Ce sont des visages bien communs, des hommes bien ordinaires. Seul, un petit rictus suspicieux, contrarie de temps en temps, la bonhomie des personnages. Quand le doute s’installe et que la médisance s’en nourrit. Et que l’homme se repaît de la bête qui sommeille en lui.
Dans un noir et blanc sans contraste, Peter Fleischmann ne force pas le trait pour étayer un propos toujours à vif. Nous sommes en Bavière, dans un petit village de campagne, mais qu’importent le lieu et l’époque (l’œuvre n’est pas datée, alors que dans le roman elle début en 1945 ) : tous les imbéciles au monde sont devenus copains. Pour traquer celui qui ne nous ressemble pas, ne vit pas comme nous ou feint la « normalité » pour mieux échapper aux sarcasmes, aux quolibets, à l’hallali. Cette histoire nous renvoie à l’excellent film de Michael Haneke « Le ruban blanc », réalisé quarante ans plus tard, palme d’or au festival de Cannes en 2009. Lire dans ce blog.
Cliquer ici pour voir la vidéo.
Un tableau sans nuance
On soupçonne ,Adam un jeune mécanicien d’avoir eu des rapports avec l’idiot du village. La rumeur enfle, mais le garçon ne veut pas l’entendre. Sous leurs airs vertueux, derrière la piété dominicale, les villageois étalent toute leur violence. Elle est d’abord psychologique, aussi effrayante que la traque qui s’ensuit. Fleischmann nous la peint sur un tableau sans nuance ; dans cette société raciste ( les premiers Turcs s’installent en Allemagne ), et homophobe, personne n’est épargné et surtout pas la mère de la victime inquiète pour sa propre réputation.
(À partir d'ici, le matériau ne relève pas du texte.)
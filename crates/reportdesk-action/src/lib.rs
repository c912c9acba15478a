//! Execute-report action for reportdesk.
//!
//! This crate provides [`ExecuteReportAction`], the handler behind the
//! "execute report" button of the administration console, and the small
//! action contract it is invoked through.
//!
//! # Architecture
//!
//! ```text
//! ┌──────────────────────────────────────────────────────────────┐
//! │                    ConfirmationGate                          │
//! │  - asks the operator before anything runs                   │
//! │  - Idle → AwaitingConfirmation → Executing → Idle            │
//! └──────────────────────────────────────────────────────────────┘
//!                               │
//!                               ▼
//! ┌──────────────────────────────────────────────────────────────┐
//! │                   ExecuteReportAction                        │
//! │  - resolve parameters      (ReportService)                   │
//! │  - run the query           (SearchService)                   │
//! │  - generate the file       (ReportService)                   │
//! │  - stream it to the client (Download), then delete it        │
//! └──────────────────────────────────────────────────────────────┘
//!                               │
//!                               ▼
//!             ActionOutcome  +  ActionEvent (error dialog)
//! ```
//!
//! Failures produce a single message, rendered from [`Labels`], that is both
//! returned in the [`ActionOutcome`] and sent to the [`ActionNotifier`].

mod action;
mod error;
mod events;
mod executor;
mod labels;
mod outcome;

pub use action::{Action, AutoConfirm, Confirm, ConfirmationGate, GateState};
pub use error::ActionError;
pub use events::{ActionEvent, ActionNotifier, ChannelNotifier, NoopNotifier};
pub use executor::ExecuteReportAction;
pub use labels::{
  CONFIRMATION, FILE_READ_ERROR, Labels, REPORT_GENERATE_ERROR, SEARCH_ERROR, format_message,
};
pub use outcome::ActionOutcome;
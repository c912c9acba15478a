use serde::{Deserialize, Serialize};

/// Output format of a generated report file.
#[derive(Debug, Clone, Copy, Default, PartialEq, Eq, Serialize, Deserialize)]
#[serde(rename_all = "snake_case")]
pub enum ReportFormat {
  #[default]
  Csv,
  Json,
}

impl ReportFormat {
  /// File extension used for files of this format.
  pub fn extension(&self) -> &'static str {
    match self {
      ReportFormat::Csv => "csv",
      ReportFormat::Json => "json",
    }
  }
}
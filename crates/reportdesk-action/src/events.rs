//! Action events and notifiers.
//!
//! Events are emitted while a report executes so the host can show progress
//! and, on failure, the error dialog. A [`ActionEvent::Failed`] carries the
//! same message that is returned in the outcome.

use serde::{Deserialize, Serialize};
use tokio::sync::mpsc;

/// Events emitted during report execution.
#[derive(Debug, Clone, PartialEq, Serialize, Deserialize)]
pub enum ActionEvent {
  /// Execution has started.
  Started { title: String },

  /// The report was delivered to the client.
  Completed { title: String, filename: String },

  /// Execution failed. Hosts show `message` in a modal error dialog.
  Failed { title: String, message: String },
}

/// Trait for receiving action events.
pub trait ActionNotifier: Send + Sync {
  fn notify(&self, event: ActionEvent);
}

/// A no-op notifier that discards all events.
#[derive(Debug, Clone, Default)]
pub struct NoopNotifier;

impl ActionNotifier for NoopNotifier {
  fn notify(&self, _event: ActionEvent) {}
}

/// A notifier that sends events to an unbounded channel.
#[derive(Debug, Clone)]
pub struct ChannelNotifier {
  sender: mpsc::UnboundedSender<ActionEvent>,
}

impl ChannelNotifier {
  /// Create a notifier and the receiver its events arrive on.
  pub fn new() -> (Self, mpsc::UnboundedReceiver<ActionEvent>) {
    let (sender, receiver) = mpsc::unbounded_channel();
    (Self { sender }, receiver)
  }
}

impl ActionNotifier for ChannelNotifier {
  fn notify(&self, event: ActionEvent) {
    // A dropped receiver means nobody is listening anymore.
    let _ = self.sender.send(event);
  }
}

impl<N: ActionNotifier + ?Sized> ActionNotifier for std::sync::Arc<N> {
  fn notify(&self, event: ActionEvent) {
    (**self).notify(event)
  }
}
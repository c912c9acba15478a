//! Content type inference for generated files.
//!
//! The leading bytes are checked for well known signatures first, then the
//! extension is looked up, and finally plain UTF-8 content is treated as text.

use std::path::Path;

use tokio::fs::File;
use tokio::io::AsyncReadExt;

use crate::Error;

pub const DEFAULT_CONTENT_TYPE: &str = "application/octet-stream";

const SNIFF_LEN: u64 = 512;

const XLSX: &str = "application/vnd.openxmlformats-officedocument.spreadsheetml.sheet";
const DOCX: &str = "application/vnd.openxmlformats-officedocument.wordprocessingml.document";

/// Infer the content type of the file at `path` by inspecting it.
pub async fn probe_content_type(path: &Path) -> Result<String, Error> {
  let file = File::open(path).await.map_err(|e| {
    if e.kind() == std::io::ErrorKind::NotFound {
      Error::NotFound(path.display().to_string())
    } else {
      Error::Io(e)
    }
  })?;

  let mut head = Vec::new();
  file.take(SNIFF_LEN).read_to_end(&mut head).await?;

  let extension = path
    .extension()
    .and_then(|e| e.to_str())
    .map(|e| e.to_ascii_lowercase());

  Ok(sniff(&head, extension.as_deref()).to_string())
}

fn sniff(head: &[u8], extension: Option<&str>) -> &'static str {
  if head.starts_with(b"%PDF-") {
    return "application/pdf";
  }

  if head.starts_with(b"PK\x03\x04") {
    return match extension {
      Some("xlsx") => XLSX,
      Some("docx") => DOCX,
      _ => "application/zip",
    };
  }

  if let Some(content_type) = extension.and_then(by_extension) {
    return content_type;
  }

  if head.is_empty() || !is_text(head) {
    return DEFAULT_CONTENT_TYPE;
  }

  match head.iter().find(|b| !b.is_ascii_whitespace()) {
    Some(b'{') | Some(b'[') => "application/json",
    _ => "text/plain",
  }
}

fn by_extension(extension: &str) -> Option<&'static str> {
  let content_type = match extension {
    "csv" => "text/csv",
    "json" => "application/json",
    "txt" => "text/plain",
    "html" | "htm" => "text/html",
    "xml" => "application/xml",
    "pdf" => "application/pdf",
    "xlsx" => XLSX,
    "docx" => DOCX,
    "zip" => "application/zip",
    _ => return None,
  };
  Some(content_type)
}

/// UTF-8 without control characters other than whitespace. A multi-byte
/// sequence cut off by the sniff window still counts as text.
fn is_text(head: &[u8]) -> bool {
  let valid = match std::str::from_utf8(head) {
    Ok(text) => text,
    Err(e) if e.error_len().is_none() => match std::str::from_utf8(&head[..e.valid_up_to()]) {
      Ok(text) => text,
      Err(_) => return false,
    },
    Err(_) => return false,
  };

  !valid
    .chars()
    .any(|c| c.is_control() && !c.is_whitespace())
}

#[cfg(test)]
mod tests {
  use super::*;

  #[test]
  fn test_pdf_signature_wins_over_extension() {
    assert_eq!(sniff(b"%PDF-1.7\n...", Some("bin")), "application/pdf");
  }

  #[test]
  fn test_zip_container_uses_extension() {
    assert_eq!(sniff(b"PK\x03\x04rest", Some("xlsx")), XLSX);
    assert_eq!(sniff(b"PK\x03\x04rest", None), "application/zip");
  }

  #[test]
  fn test_extension_table() {
    assert_eq!(sniff(b"code,total\n", Some("csv")), "text/csv");
    assert_eq!(sniff(b"[]", Some("json")), "application/json");
  }

  #[test]
  fn test_text_without_extension() {
    assert_eq!(sniff(b"  {\"a\": 1}", None), "application/json");
    assert_eq!(sniff("plain text ü".as_bytes(), None), "text/plain");
  }

  #[test]
  fn test_truncated_multibyte_is_text() {
    let bytes = "ab\u{00fc}".as_bytes();
    assert!(is_text(&bytes[..bytes.len() - 1]));
  }

  #[test]
  fn test_binary_falls_back_to_default() {
    assert_eq!(sniff(&[0x00, 0x01, 0xff, 0xfe], None), DEFAULT_CONTENT_TYPE);
    assert_eq!(sniff(b"", None), DEFAULT_CONTENT_TYPE);
  }

  #[tokio::test]
  async fn test_probe_reads_file() {
    let dir = tempfile::tempdir().unwrap();
    let path = dir.path().join("report-abc.CSV");
    std::fs::write(&path, "code\nA-1\n").unwrap();

    assert_eq!(probe_content_type(&path).await.unwrap(), "text/csv");
  }

  #[tokio::test]
  async fn test_probe_missing_file() {
    let dir = tempfile::tempdir().unwrap();
    let err = probe_content_type(&dir.path().join("missing.pdf")).await.unwrap_err();
    assert!(matches!(err, Error::NotFound(_)));
  }
}
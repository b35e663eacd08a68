use crate::models::Criteria;
use crate::search_url::build_search_url;

/// Everything one search resolved before crawling, handed back with its result
#[derive(Debug, Clone, PartialEq)]
pub struct SearchContext {
    pub criteria: Criteria,
    pub search_url: String,
}

impl SearchContext {
    pub fn new(site_url: &str, criteria: Criteria) -> Self {
        let search_url = build_search_url(site_url, &criteria);
        Self {
            criteria,
            search_url,
        }
    }
}
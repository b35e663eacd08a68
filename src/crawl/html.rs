use scraper::Html;

/// Elements whose text never shows up on the rendered page
const HIDDEN: [&str; 5] = ["head", "script", "style", "noscript", "template"];

/// Flatten an HTML page into plain text, one visible text node per line
pub fn html_to_text(html: &str) -> String {
    let document = Html::parse_document(html);

    let mut lines = Vec::new();
    for node in document.tree.root().descendants() {
        let Some(text) = node.value().as_text() else {
            continue;
        };

        let hidden = node.ancestors().any(|ancestor| {
            ancestor
                .value()
                .as_element()
                .map(|el| HIDDEN.contains(&el.name()))
                .unwrap_or(false)
        });
        if hidden {
            continue;
        }

        let line = text.split_whitespace().collect::<Vec<_>>().join(" ");
        if !line.is_empty() {
            lines.push(line);
        }
    }

    lines.join("\n")
}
Adam s’est un temps absenté du village. On dit qu’il était en prison. On a dit que, et puis encore que…
La mise en scène va ainsi crescendo, au fil d’un quotidien bien ordinaire ; la messe du dimanche, les moissons, les amours, les petits plaisirs…. Peut-être moins de battages aujourd’hui et encore moins d’offices religieux. Peut-être moins d’amour, aussi.
Complément
Entretien avec Peter Fleischmann
Par Volker Schaner et Angelika Stute – 2010 – 49 minutes
Le réalisateur évoque sa découverte du livre , et ce qui l’a fasciné : la peur qui s’y trouvait , » la peur qui nait d’une hiérarchie. Chacun doit se battre pour garder une petite place au soleil. » Il revient aussi sur certaines scènes ( il a dû acheter des champs entiers de blé , aux paysans, pour tourner ce qu’il souhaitait réellement ) et sur le choix d’un village bavarois . L’occasion de défendre cette région et ses habitants, » considérés comme des ploucs, alors qu’ils sont les seuls en Allemagne à avoir conservé leur culture » .Plus globalement c’est la société allemande, qui fait l’objet de ses critiques, en regard des événements de 1968.
Martin Sperr qui interprète le personnage d’Abram est également l’auteur de la pièce dont est tiré le film.Le film marque les débuts d’actrices de Angela Winkler (Le Tambour, Palme d’Or en 1979 et Oscar® du meilleur film étranger en 1980) et de Hanna Schygulla (Le Mariage de Maria Braun et Lili Marleen de Fassbinder).